O que é burnout materno é uma pergunta que muitas mães fazem só depois de já estarem exaustas ao ponto de não conseguir mais funcionar. Burnout materno é um estado de esgotamento profundo que resulta da sobrecarga crônica de cuidado, da perda de identidade pessoal e da ausência de espaço de recuperação dentro da maternidade. Não é fraqueza, não é falta de amor pelo filho e não é o mesmo que ter um dia difícil. É um processo de consumo progressivo de recursos emocionais, físicos e cognitivos que acontece quando as demandas da maternidade superam continuamente a capacidade de reposição.
Os sinais são reconhecíveis quando você sabe onde olhar. A exaustão vai além do cansaço físico de noites interrompidas: é uma fadiga que penetra no pensamento, na vontade, na capacidade de sentir prazer na companhia do filho. Somam-se o distanciamento emocional, a sensação de estar cumprindo tarefas no piloto automático sem presença real, a irritabilidade desproporcional a situações cotidianas, pensamentos de fuga ou de desaparecer por alguns dias, vergonha por sentir o que sente e o isolamento progressivo das relações de amizade e parceria.
A distinção com outros quadros é necessária. Burnout materno não é depressão pós-parto, embora os dois possam coexistir. A depressão pós-parto tem marcadores biológicos ligados ao puerpério, humor deprimido persistente, pensamentos negativos frequentes e pode aparecer nos primeiros meses. O burnout materno pode surgir em qualquer fase da maternidade, inclusive com filhos mais velhos, e sua lógica é de sobrecarga acumulada, não de desregulação do humor primária. A distinção importa porque o tratamento não é o mesmo para os dois quadros.

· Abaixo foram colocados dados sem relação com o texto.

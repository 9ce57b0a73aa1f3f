//! Ingestion and controller benchmarks.
//!
//! Measures file reading plus row ingestion, and the cost of select-all and
//! filtering on loaded sessions.

use criterion::{black_box, criterion_group, criterion_main, BenchmarkId, Criterion, Throughput};
use geofence::{
    ingest, Action, GeofenceMapper, RawRow, RecordingList, RecordingMap, Session,
};
use std::io::Write;
use tempfile::NamedTempFile;

fn polygon(row: usize) -> String {
    let lng = 54.0 + (row % 100) as f64 * 0.01;
    let lat = 24.0 + (row / 100) as f64 * 0.01;
    format!(
        "POLYGON (({lng:.4} {lat:.4}, {:.4} {lat:.4}, {:.4} {:.4}, {lng:.4} {:.4}, {lng:.4} {lat:.4}))",
        lng + 0.005,
        lng + 0.005,
        lat + 0.005,
        lat + 0.005
    )
}

/// Generate a CSV export with one geofence per row. Every tenth row has no geometry.
fn generate_csv(rows: usize) -> String {
    let mut data = String::from("Name,WKT\n");
    for row in 0..rows {
        if row % 10 == 9 {
            data.push_str(&format!("Zone {},\n", row));
        } else {
            data.push_str(&format!("Zone {},\"{}\"\n", row, polygon(row)));
        }
    }
    data
}

fn generate_rows(rows: usize) -> Vec<RawRow> {
    (0..rows)
        .map(|row| {
            RawRow::new()
                .with("name", format!("Zone {}", row))
                .with("wkt", polygon(row))
        })
        .collect()
}

fn loaded_session(rows: usize) -> (GeofenceMapper, Session) {
    let mapper = GeofenceMapper::new();
    let mut session = Session::new();
    let ticket = session.begin_load();
    let (mut map, mut list) = (RecordingMap::new(), RecordingList::new());
    mapper
        .controller()
        .complete_load(&mut session, ticket, Ok::<_, String>(generate_rows(rows)), &mut map, &mut list)
        .unwrap();
    (mapper, session)
}

fn bench_ingest_rows(c: &mut Criterion) {
    let mut group = c.benchmark_group("ingest_rows");

    for rows in [100, 1_000, 10_000].iter() {
        let data = generate_rows(*rows);
        group.throughput(Throughput::Elements(*rows as u64));
        group.bench_with_input(BenchmarkId::new("rows", rows), &data, |b, data| {
            b.iter(|| black_box(ingest(data).unwrap()))
        });
    }

    group.finish();
}

fn bench_inspect_file(c: &mut Criterion) {
    let mut group = c.benchmark_group("inspect_file");

    for rows in [100, 1_000, 10_000].iter() {
        let data = generate_csv(*rows);
        group.throughput(Throughput::Bytes(data.len() as u64));
        group.bench_with_input(BenchmarkId::new("rows", rows), &data, |b, data| {
            b.iter_with_setup(
                || {
                    let mut temp = NamedTempFile::with_suffix(".csv").unwrap();
                    temp.write_all(data.as_bytes()).unwrap();
                    temp
                },
                |temp| black_box(GeofenceMapper::new().inspect(temp.path()).unwrap()),
            )
        });
    }

    group.finish();
}

fn bench_select_all(c: &mut Criterion) {
    let mut group = c.benchmark_group("select_all");

    for rows in [100, 1_000].iter() {
        group.bench_with_input(BenchmarkId::new("rows", rows), rows, |b, rows| {
            b.iter_with_setup(
                || loaded_session(*rows),
                |(mapper, mut session)| {
                    let (mut map, mut list) = (RecordingMap::new(), RecordingList::new());
                    black_box(mapper.controller().dispatch(
                        &mut session,
                        Action::SelectAll,
                        &mut map,
                        &mut list,
                    ))
                },
            )
        });
    }

    group.finish();
}

fn bench_filter(c: &mut Criterion) {
    let (mapper, mut session) = loaded_session(10_000);
    let mut list = RecordingList::new();
    let mut map = RecordingMap::new();

    c.bench_function("filter_10000", |b| {
        b.iter(|| {
            mapper.controller().dispatch(
                &mut session,
                Action::Filter(black_box("zone 99".to_string())),
                &mut map,
                &mut list,
            )
        })
    });
}

criterion_group!(
    benches,
    bench_ingest_rows,
    bench_inspect_file,
    bench_select_all,
    bench_filter,
);
criterion_main!(benches);
use std::io;

mod sysfs;

use crate::gpio::{
	GpioPort,
	PinId,
};

/// Opens the given pins through the sysfs GPIO interface
/// (`/sys/class/gpio`). Pins not yet exported are exported here and
/// unexported again when the port is dropped.
pub fn open_sysfs_port(pins: &[PinId]) -> io::Result<impl GpioPort> {
	sysfs::inner_open(pins)
}
#[macro_use]
extern crate clap;
#[macro_use]
extern crate failure;
#[macro_use]
extern crate log;

extern crate busprog;
use busprog::*;

use std::io;
use std::process::exit;
use std::time::Duration;

fn get_param<T>(matches: &clap::ArgMatches, name: &str) -> AResult<T>
where
	T: std::str::FromStr,
	failure::Error: From<<T as std::str::FromStr>::Err>,
{
	let param = match matches.value_of(name) {
		Some(p) => p,
		None => bail!("missing parameter {}", name),
	};
	param.parse::<T>().map_err(|e| {
		let e = failure::Error::from(e);
		let msg = format!("invalid parameter {}: {}", name, e);
		e.context(msg).into()
	})
}

fn run<P: gpio::GpioPort>(port: P, map: bus::PinMap, timing: bus::Timing) -> AResult<()> {
	let stdin = io::stdin();
	let stdout = io::stdout();
	let mut seq = bus::Sequencer::new(port, map, timing);
	seq.init();
	protocol::serve(&mut seq, stdin.lock(), stdout.lock())
}

fn main_app() -> AResult<()> {
	let matches = clap_app!(@app (app_from_crate!())
		(@arg sim: --sim "drive a simulated bus instead of the GPIO port")
		(@arg remap: --remap +takes_value "override bus line assignments (name=gpio, comma separated)")
		(@arg write_pulse: --("write-pulse-us") +takes_value "write strobe hold in microseconds (default 1000)")
		(@arg park_hold: --("park-hold-ms") +takes_value "park hold in milliseconds (default 50)")
	).get_matches();

	let mut map = bus::PinMap::default();
	if let Some(spec) = matches.value_of("remap") {
		map.apply(spec)?;
	}

	let mut timing = bus::Timing::default();
	if matches.is_present("write_pulse") {
		timing.write_pulse = Duration::from_micros(get_param(&matches, "write_pulse")?);
	}
	if matches.is_present("park_hold") {
		timing.park_hold = Duration::from_millis(get_param(&matches, "park_hold")?);
	}

	if matches.is_present("sim") {
		info!("serving commands on stdio against a simulated bus");
		run(sim::SimBus::new(map.clone()), map, timing)
	} else {
		info!("serving commands on stdio over the sysfs GPIO port");
		let port = gpio::open_sysfs_port(&map.pins())?;
		run(port, map, timing)
	}
}

fn main() {
	env_logger::from_env(env_logger::Env::default().default_filter_or("info")).init();

	if let Err(e) = main_app() {
		error!("Error: {}", e);
		exit(1);
	}
}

No Instituto Alceu Giraldi, a avaliação de burnout materno considera o contexto completo da mãe: estrutura de apoio disponível, divisão real de responsabilidades, histórico de sono e de saída da vida profissional ou social anterior à maternidade. O acompanhamento envolve psiquiatria quando há sintomas de humor que exigem suporte medicamentoso e psicologia para trabalhar os padrões de exigência interna e a reconstrução de identidade além do papel materno.